Monday, August 08, 2011

Sonata for loot and violince


I say. Bad form, chaps. This won't do. 

We English, despite our proverbial calm demeanour that got us through the Blitz and all that, aren't without feelings, what? One of your lads seems to have waved a gun in a friendly greeting to the police -- a rough lot, don't you know, egg-and-chips types -- perhaps squeezed off a vibrant round or two, and after some sort of jumble-up was left with his exit ticket collected.

Rum business, that.

Of course I understand that your lot has certain ways of working out grief that are different from ours. Wouldn't dream of trying to impose our value system, much of which goes back to the days when we were trading slaves and hanging pickpockets, on you who've brought so much colour and diversity into our hideously white society. Just a flea in your ear, what: your grieving process is likely to be misinterpreted by right-wing extremists.

Take this ignorant observation by the, er, Telegraph. (Naturally The Guardian is more understanding.)
As youths weighed down with bags and shoes stream out of a ransacked branch of JD Sports in Tottenham Hale retail park, the woman calmly inspects a new pair of white trainers.
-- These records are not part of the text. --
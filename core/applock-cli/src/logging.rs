//! Structured logging for the applock CLI using tracing.
//!
//! Logs to `<root>/logs/applock.{date}.log` with daily rotation, keeping 7
//! days. Level is controlled via `RUST_LOG`. Falls back to stderr when the
//! log directory cannot be used; stdout is reserved for replay output.

use applock_core::StorageConfig;
use fs_err as fs;
use std::path::Path;
use tracing_appender::non_blocking::WorkerGuard;
use tracing_appender::rolling::{RollingFileAppender, Rotation};
use tracing_subscriber::{fmt, prelude::*, EnvFilter};

/// Installs the global subscriber. Keep the returned guard alive until exit
/// so buffered lines are flushed.
pub fn init(storage: &StorageConfig) -> Option<WorkerGuard> {
    let logs_dir = storage.logs_dir();
    let _ = fs::create_dir_all(&logs_dir);

    let env_filter = EnvFilter::try_from_default_env()
        .unwrap_or_else(|_| EnvFilter::new("applock=info,applock_core=info"));

    match create_file_appender(&logs_dir) {
        Ok(file_appender) => {
            let (non_blocking, guard) = tracing_appender::non_blocking(file_appender);
            tracing_subscriber::registry()
                .with(env_filter)
                .with(
                    fmt::layer()
                        .with_writer(non_blocking)
                        .with_timer(fmt::time::UtcTime::rfc_3339())
                        .with_ansi(false),
                )
                .init();
            Some(guard)
        }
        Err(_) => {
            tracing_subscriber::registry()
                .with(env_filter)
                .with(
                    fmt::layer()
                        .with_writer(std::io::stderr)
                        .with_timer(fmt::time::UtcTime::rfc_3339())
                        .with_ansi(true),
                )
                .init();
            None
        }
    }
}

fn create_file_appender(
    logs_dir: &Path,
) -> Result<RollingFileAppender, tracing_appender::rolling::InitError> {
    RollingFileAppender::builder()
        .rotation(Rotation::DAILY)
        .filename_prefix("applock")
        .filename_suffix("log")
        .max_log_files(7)
        .build(logs_dir)
}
She even bends down to try one on. 
Ah, youth! Wasted on the young, they say. Not you lot, I'm glad to see. Some day, years from now, you'll look at those shoes and remember this day of mourning and shopping without all that petty bourgeois bit about paying.


Education is the key to sorting things out, who can deny it? Those lads who nicked the big screen TV, I'm sure they'll be regular watchers of the evening news and the annual BBC adaptations of Jane Austen.
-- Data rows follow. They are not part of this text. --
//! AppLockCore - the Kotlin-facing entry point.
//!
//! The host keeps its own accessibility service, usage poller and
//! privileged-channel plumbing, and forwards each resolved foreground app
//! here. The returned [`LockActionFfi`] tells it what to do with the
//! overlay. Authentication results come back through the callback methods.
//!
//! Prefer additive changes; renaming or removing anything here breaks the
//! generated Kotlin bindings.

use chrono::{DateTime, TimeZone, Utc};
use std::collections::BTreeSet;
use std::path::Path;
use std::sync::Arc;

use crate::clock::SystemClock;
use crate::config::{load_engine_config_or_default, EngineConfig};
use crate::engine::LockEngine;
use crate::error::{AppLockError, AppLockFfiError};
use crate::failover::fallback_order;
use crate::overlay::OverlayPresenter;
use crate::registry::{MemoryRegistry, RegistryData};
use crate::scheduler::ThreadScheduler;
use crate::state::LockState;
use crate::types::{
    BackendChoice, BiometricPhase, DetectionEvent, DetectionSource, LockAction, PackageId,
};

/// User settings pushed from the host's preference store.
#[derive(Debug, Clone, uniffi::Record)]
pub struct AppLockSettings {
    pub locked_apps: Vec<String>,
    pub trigger_excluded_apps: Vec<String>,
    pub credential: Option<String>,
    pub biometric_enabled: bool,
    pub anti_uninstall_enabled: bool,
    pub unlock_grace_minutes: u32,
    pub chosen_backend: BackendChoice,
    /// Tried after the chosen backend when the active one is revalidated.
    pub fallback_backend: BackendChoice,
    pub protect_enabled: bool,
    /// Extra home apps beyond the built-in list (e.g. the resolved default).
    pub launcher_packages: Vec<String>,
}

impl AppLockSettings {
    fn to_registry_data(&self) -> Result<RegistryData, AppLockError> {
        Ok(RegistryData {
            locked_apps: collect_packages(&self.locked_apps)?,
            trigger_excluded_apps: collect_packages(&self.trigger_excluded_apps)?,
            credential: self.credential.clone(),
            biometric_enabled: self.biometric_enabled,
            anti_uninstall_enabled: self.anti_uninstall_enabled,
            unlock_grace_minutes: self.unlock_grace_minutes,
            chosen_backend: self.chosen_backend,
            fallback_backend: self.fallback_backend,
            protect_enabled: self.protect_enabled,
        })
    }
}

fn collect_packages(packages: &[String]) -> Result<BTreeSet<PackageId>, AppLockError> {
    packages
        .iter()
        .map(|pkg| {
            let trimmed = pkg.trim();
            if trimmed.is_empty() {
                Err(AppLockError::BlankPackage)
            } else {
                Ok(trimmed.to_string())
            }
        })
        .collect()
}

#[derive(Debug, Clone, uniffi::Record)]
pub struct DetectionEventFfi {
    pub package_id: String,
    pub timestamp_millis: i64,
    pub source: DetectionSource,
    pub triggering_package: Option<String>,
}

#[derive(Debug, Clone, PartialEq, Eq, uniffi::Enum)]
pub enum LockActionFfi {
    Ignore,
    ClearState,
    ShowOverlay { package: String },
    RefreshOverlay { package: String },
    GrantGraceUnlock { package: String },
}

impl From<LockAction> for LockActionFfi {
    fn from(action: LockAction) -> Self {
        match action {
            LockAction::Ignore => Self::Ignore,
            LockAction::ClearState => Self::ClearState,
            LockAction::ShowOverlay(package) => Self::ShowOverlay { package },
            LockAction::RefreshOverlay(package) => Self::RefreshOverlay { package },
            LockAction::GrantGraceUnlock(package) => Self::GrantGraceUnlock { package },
        }
    }
}

#[derive(Debug, Clone, PartialEq, Eq, uniffi::Record)]
pub struct UnlockRecordFfi {
    pub package: String,
    pub unlocked_at_millis: i64,
}

#[derive(Debug, Clone, PartialEq, Eq, uniffi::Record)]
pub struct LockStateSnapshotFfi {
    pub temporarily_unlocked_package: Option<String>,
    pub unlocks: Vec<UnlockRecordFfi>,
    pub biometric_phase: BiometricPhase,
    pub overlay_visible: bool,
    pub overlay_package: Option<String>,
}

/// The host draws the overlay itself after reading the returned action, so
/// presenter calls always succeed here. Launch failures are reported back
/// through [`AppLockCore::overlay_launch_failed`].
struct HostPresenter;

impl OverlayPresenter for HostPresenter {
    fn show_overlay(&self, _package: &str, _triggering: Option<&str>) -> crate::Result<()> {
        Ok(())
    }

    fn refresh_overlay(&self, _package: &str) -> crate::Result<()> {
        Ok(())
    }
}

#[derive(uniffi::Object)]
pub struct AppLockCore {
    engine: LockEngine,
    registry: Arc<MemoryRegistry>,
}

impl AppLockCore {
    /// Builds a core with an explicit engine config. Not exposed to FFI.
    pub fn with_config(
        settings: AppLockSettings,
        config: EngineConfig,
    ) -> Result<Self, AppLockFfiError> {
        let registry = Arc::new(MemoryRegistry::from_data(settings.to_registry_data()?));
        let engine = LockEngine::new(
            Arc::new(LockState::new()),
            registry.clone(),
            Arc::new(HostPresenter),
            Arc::new(ThreadScheduler),
            Arc::new(SystemClock),
            Arc::new(config),
        );
        for launcher in &settings.launcher_packages {
            engine.add_launcher(launcher);
        }
        Ok(Self { engine, registry })
    }

    pub fn engine(&self) -> &LockEngine {
        &self.engine
    }
}

#[uniffi::export]
impl AppLockCore {
    #[uniffi::constructor]
    pub fn new(settings: AppLockSettings) -> Result<Self, AppLockFfiError> {
        Self::with_config(settings, EngineConfig::default())
    }

    /// Like `new`, but reads platform constants and timing from a JSON
    /// file. A missing or malformed file falls back to defaults.
    #[uniffi::constructor]
    pub fn with_config_file(
        settings: AppLockSettings,
        config_path: String,
    ) -> Result<Self, AppLockFfiError> {
        let config = load_engine_config_or_default(Path::new(&config_path));
        Self::with_config(settings, config)
    }

    pub fn update_registry(&self, settings: AppLockSettings) -> Result<(), AppLockFfiError> {
        self.registry.replace(settings.to_registry_data()?);
        for launcher in &settings.launcher_packages {
            self.engine.add_launcher(launcher);
        }
        Ok(())
    }

    pub fn process_detection(
        &self,
        event: DetectionEventFfi,
    ) -> Result<LockActionFfi, AppLockFfiError> {
        if event.package_id.trim().is_empty() {
            return Err(AppLockError::BlankPackage.into());
        }
        let timestamp = millis_to_datetime(event.timestamp_millis)?;
        let event = DetectionEvent::new(event.package_id, timestamp, event.source)
            .with_triggering(event.triggering_package);
        Ok(self.engine.process(&event).action.into())
    }

    pub fn credential_accepted(&self, package: String) {
        self.engine.on_credential_accepted(&package);
    }

    pub fn submit_credential(&self, package: String, secret: String) -> bool {
        self.engine.submit_credential(&package, &secret)
    }

    pub fn biometric_started(&self) {
        self.engine.on_biometric_started();
    }

    /// Returns the package unlocked by a successful prompt.
    pub fn biometric_finished(&self, success: bool) -> Option<String> {
        self.engine.on_biometric_finished(success)
    }

    pub fn overlay_dismissed(&self) {
        self.engine.on_dismissed();
    }

    /// The host could not launch the overlay it was told to show.
    pub fn overlay_launch_failed(&self) {
        if let Some(package) = self.engine.state().mark_overlay_hidden() {
            tracing::warn!(package = %package, "Host reported overlay launch failure");
        }
    }

    pub fn app_unprotected(&self, package: String) {
        self.engine.on_app_unprotected(&package);
    }

    pub fn state_snapshot(&self) -> LockStateSnapshotFfi {
        let snapshot = self.engine.state().snapshot();
        let mut unlocks: Vec<UnlockRecordFfi> = snapshot
            .unlock_timestamps
            .into_iter()
            .map(|(package, at)| UnlockRecordFfi {
                package,
                unlocked_at_millis: at.timestamp_millis(),
            })
            .collect();
        unlocks.sort_by(|a, b| a.package.cmp(&b.package));

        LockStateSnapshotFfi {
            temporarily_unlocked_package: snapshot.temporarily_unlocked_package,
            unlocks,
            biometric_phase: snapshot.biometric_phase,
            overlay_visible: snapshot.overlay_visible,
            overlay_package: snapshot.overlay_package,
        }
    }
}

/// Fallback backends for `failed`, in the order the host should try them.
#[uniffi::export]
pub fn fallback_backends(failed: BackendChoice) -> Vec<BackendChoice> {
    fallback_order(failed).to_vec()
}

fn millis_to_datetime(millis: i64) -> Result<DateTime<Utc>, AppLockFfiError> {
    Utc.timestamp_millis_opt(millis)
        .single()
        .ok_or_else(|| AppLockFfiError::from(format!("Invalid timestamp: {millis}")))
}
Love that junk sculpture of the no. 82 London Transport bus. Work your feelings out in creativity! Always admired that about you multi cultures, your exuberance in the face of tragedy. So much better than our long-faced, ashes-to-ashes Church of England rituals.

Just one more thought. Keep it real, as you say in your wonderfully colourful brand of English. Work it out in your own neighbourhoods, I beg you. Here in Kensington, we have all these types who might not understand your ways and would get the wrong end of the stick. Hate to see you getting the other end, what?